PROBLEM TO SOLVE. Compute how many lines in the data below contain "every"; answer only with that number.

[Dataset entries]
════════════════
//! Address to source-line table.
//!
//! Loaders and the assembler register `(address, file, line)` triples; after
//! [`DebugInfo::finalize`] the table answers "which line contains this address"
//! with a binary search, optionally short-circuited by a sequential-access hint.

use serde::Serialize;

/// Index of a registered source file.
pub type FileId = u32;

/// A position in a source file.
#[derive(Clone, Copy, Debug, PartialEq, Eq, Hash, Serialize)]
pub struct SourceLocation {
    /// File the line belongs to.
    pub file_id: FileId,
    /// One-based line number.
    pub line: u32,
}

/// Sorted address to source-location table.
#[derive(Clone, Debug, Default)]
pub struct DebugInfo {
    files: Vec<String>,
    addresses: Vec<u64>,
    locations: Vec<SourceLocation>,
}

impl DebugInfo {
    /// Creates an empty table.
    pub fn new() -> Self {
        Self::default()
    }

    /// Returns the id of `path`, registering it on first use.
    pub fn get_file_id(&mut self, path: &str) -> FileId {
        if let Some(pos) = self.files.iter().position(|f| f == path) {
            return pos as FileId;
        }
        self.files.push(path.to_string());
        (self.files.len() - 1) as FileId
    }

    /// Adds a line mapping. [`finalize`](Self::finalize) must run before lookups.
    pub fn add_line(&mut self, address: u64, file_id: FileId, line: u32) {
        self.addresses.push(address);
        self.locations.push(SourceLocation { file_id, line });
    }

    /// Sorts the table by address and drops duplicate addresses.
    ///
    /// Among entries with the same address, the one added last wins.
    pub fn finalize(&mut self) {
        let mut order: Vec<usize> = (0..self.addresses.len()).collect();
        order.sort_by(|&a, &b| {
            self.addresses[a]
                .cmp(&self.addresses[b])
                .then_with(|| b.cmp(&a))
        });

        let mut addresses = Vec::with_capacity(order.len());
        let mut locations = Vec::with_capacity(order.len());
        for idx in order {
            let addr = self.addresses[idx];
            if addresses.last() == Some(&addr) {
                continue;
            }
            addresses.push(addr);
            locations.push(self.locations[idx]);
        }
        self.addresses = addresses;
        self.locations = locations;
    }

    /// Finds the entry with the greatest address not above `address`.
    ///
    /// # Arguments
    ///
    /// * `address` - Query address.
    /// * `hint` - Index of the previous result; updated to this result's index.
    ///   A stale or out-of-range hint only costs a full search.
    ///
    /// # Returns
    ///
    /// `None` if the table is empty or `address` precedes every entry.
    pub fn find(&self, address: u64, mut hint: Option<&mut usize>) -> Option<&SourceLocation> {
        if self.addresses.is_empty() {
            return None;
        }
        let len = self.addresses.len();

        if let Some(h) = hint.as_deref_mut() {
            let at = *h;
            if at < len && self.addresses[at] <= address {
                if at + 1 >= len || self.addresses[at + 1] > address {
                    return self.locations.get(at);
                }
                if at + 2 >= len || self.addresses[at + 2] > address {
                    *h = at + 1;
                    return self.locations.get(at + 1);
                }
            }
        }

        let upper = self.addresses.partition_point(|&a| a <= address);
        if upper == 0 {
            return None;
        }
        let index = upper - 1;
        if let Some(h) = hint {
            *h = index;
        }
        self.locations.get(index)
    }

    /// Path registered for `id`.
    pub fn file_path(&self, id: FileId) -> Option<&str> {
        self.files.get(id as usize).map(String::as_str)
    }

    /// Number of line entries.
    pub fn len(&self) -> usize {
        self.addresses.len()
    }

    /// Returns `true` if no line is registered.
    pub fn is_empty(&self) -> bool {
        self.addresses.is_empty()
    }

    /// Removes every file and line.
    pub fn clear(&mut self) {
        self.files.clear();
        self.addresses.clear();
        self.locations.clear();
    }
}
════════════════
OUTPUT OF THE TASK. 2